DeepHermes 3 Preview, developed by Nous Research, is a 3.2 billion parameter model built on the Llama-3 architecture, featuring a 32768 token context length. Its primary innovation is the unification of traditional "intuitive" LLM responses with long chain-of-thought reasoning, which can be activated via a specific system prompt.
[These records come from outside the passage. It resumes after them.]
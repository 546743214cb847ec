//! Board projection: all lists split into active and completed.
//!
//! Recomputed from the full list collection on every model update.

use crate::model::{ListId, ShoppingList};
use std::fmt::Write as _;

/// Which half of the board has focus.
#[derive(Debug, Clone, Copy, PartialEq, Eq, Default)]
pub enum BoardPane {
    /// Lists still being shopped.
    #[default]
    Active,
    /// Finished lists.
    Completed,
}

impl BoardPane {
    /// The other pane.
    pub fn toggle(self) -> Self {
        match self {
            BoardPane::Active => BoardPane::Completed,
            BoardPane::Completed => BoardPane::Active,
        }
    }

    /// Pane title.
    pub fn title(self) -> &'static str {
        match self {
            BoardPane::Active => "Active lists",
            BoardPane::Completed => "Completed lists",
        }
    }
}

/// One row on the board.
#[derive(Debug, Clone, PartialEq, Eq)]
pub struct ListSummary {
    /// List id.
    pub id: ListId,
    /// List name.
    pub name: String,
    /// Checked items.
    pub done: usize,
    /// All items.
    pub total: usize,
    /// Names the list is shared with.
    pub participants: Vec<String>,
}

impl ListSummary {
    fn from_list(list: &ShoppingList) -> Self {
        Self {
            id: list.id,
            name: list.name.clone(),
            done: list.completed_count(),
            total: list.items.len(),
            participants: list.participants.clone(),
        }
    }

    /// `done/total`, e.g. `2/5`.
    pub fn progress(&self) -> String {
        format!("{}/{}", self.done, self.total)
    }
}

/// Lists partitioned by completion, each half in model order.
#[derive(Debug, Clone, Default, PartialEq, Eq)]
pub struct BoardProjection {
    active: Vec<ListSummary>,
    completed: Vec<ListSummary>,
}

impl BoardProjection {
    /// Split lists by their completed flag, keeping model order.
    pub fn project(lists: &[ShoppingList]) -> Self {
        let (completed, active): (Vec<_>, Vec<_>) = lists.iter().partition(|list| list.completed);
        Self {
            active: active.into_iter().map(ListSummary::from_list).collect(),
            completed: completed.into_iter().map(ListSummary::from_list).collect(),
        }
    }

    /// Rows of one pane.
    pub fn pane(&self, pane: BoardPane) -> &[ListSummary] {
        match pane {
            BoardPane::Active => &self.active,
            BoardPane::Completed => &self.completed,
        }
    }

    /// Rows of the active pane.
    pub fn active(&self) -> &[ListSummary] {
        &self.active
    }

    /// Rows of the completed pane.
    pub fn completed(&self) -> &[ListSummary] {
        &self.completed
    }

    /// Where a list currently sits on the board.
    pub fn locate(&self, id: ListId) -> Option<(BoardPane, usize)> {
        [BoardPane::Active, BoardPane::Completed]
            .into_iter()
            .find_map(|pane| {
                self.pane(pane)
                    .iter()
                    .position(|summary| summary.id == id)
                    .map(|index| (pane, index))
            })
    }

    /// Plain-text rendering used by `--print`.
    pub fn to_plain_text(&self) -> String {
        let mut out = String::new();
        for pane in [BoardPane::Active, BoardPane::Completed] {
            let rows = self.pane(pane);
            let _ = writeln!(out, "{} ({})", pane.title(), rows.len());
            if rows.is_empty() {
                out.push_str("  (none)\n");
            }
            for row in rows {
                let _ = write!(out, "  #{} {}  {}", row.id, row.name, row.progress());
                if !row.participants.is_empty() {
                    let _ = write!(out, "  shared with {}", row.participants.join(", "));
                }
                out.push('\n');
            }
        }
        out
    }
}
This allows the model to deliberate extensively before providing a solution, improving accuracy for complex problems.

Key Capabilities

  • Hybrid Reasoning: Seamlessly switches between intuitive and deep reasoning modes, enabling detailed internal monologues for problem-solving.
  • Enhanced Function Calling: Supports structured function calls using a defined system prompt and JSON schema, facilitating integration with external tools and APIs.
  • Structured Outputs (JSON Mode): Capable of generating responses strictly adhering to a provided JSON schema, useful for structured data extraction and generation.
  • Improved General Performance: Builds upon its predecessor, Hermes 3, with advancements in agentic capabilities, roleplaying, multi-turn conversation, and long context coherence.
  • User Steerability: Designed with an emphasis on aligning LLMs to the user, offering powerful steering capabilities through system prompts.

Good For

  • Complex Problem Solving: Ideal for tasks requiring deep deliberation and systematic reasoning, where long chains of thought are beneficial.
  • Agentic Workflows: Its function calling and structured output capabilities make it suitable for building AI agents that interact with tools and APIs.
  • Applications Requiring Control: Developers needing fine-grained control over model behavior and response style through system prompts.
  • Benchmarking Reasoning: Offers a unique platform to evaluate reasoning capabilities with and without explicit chain-of-thought activation.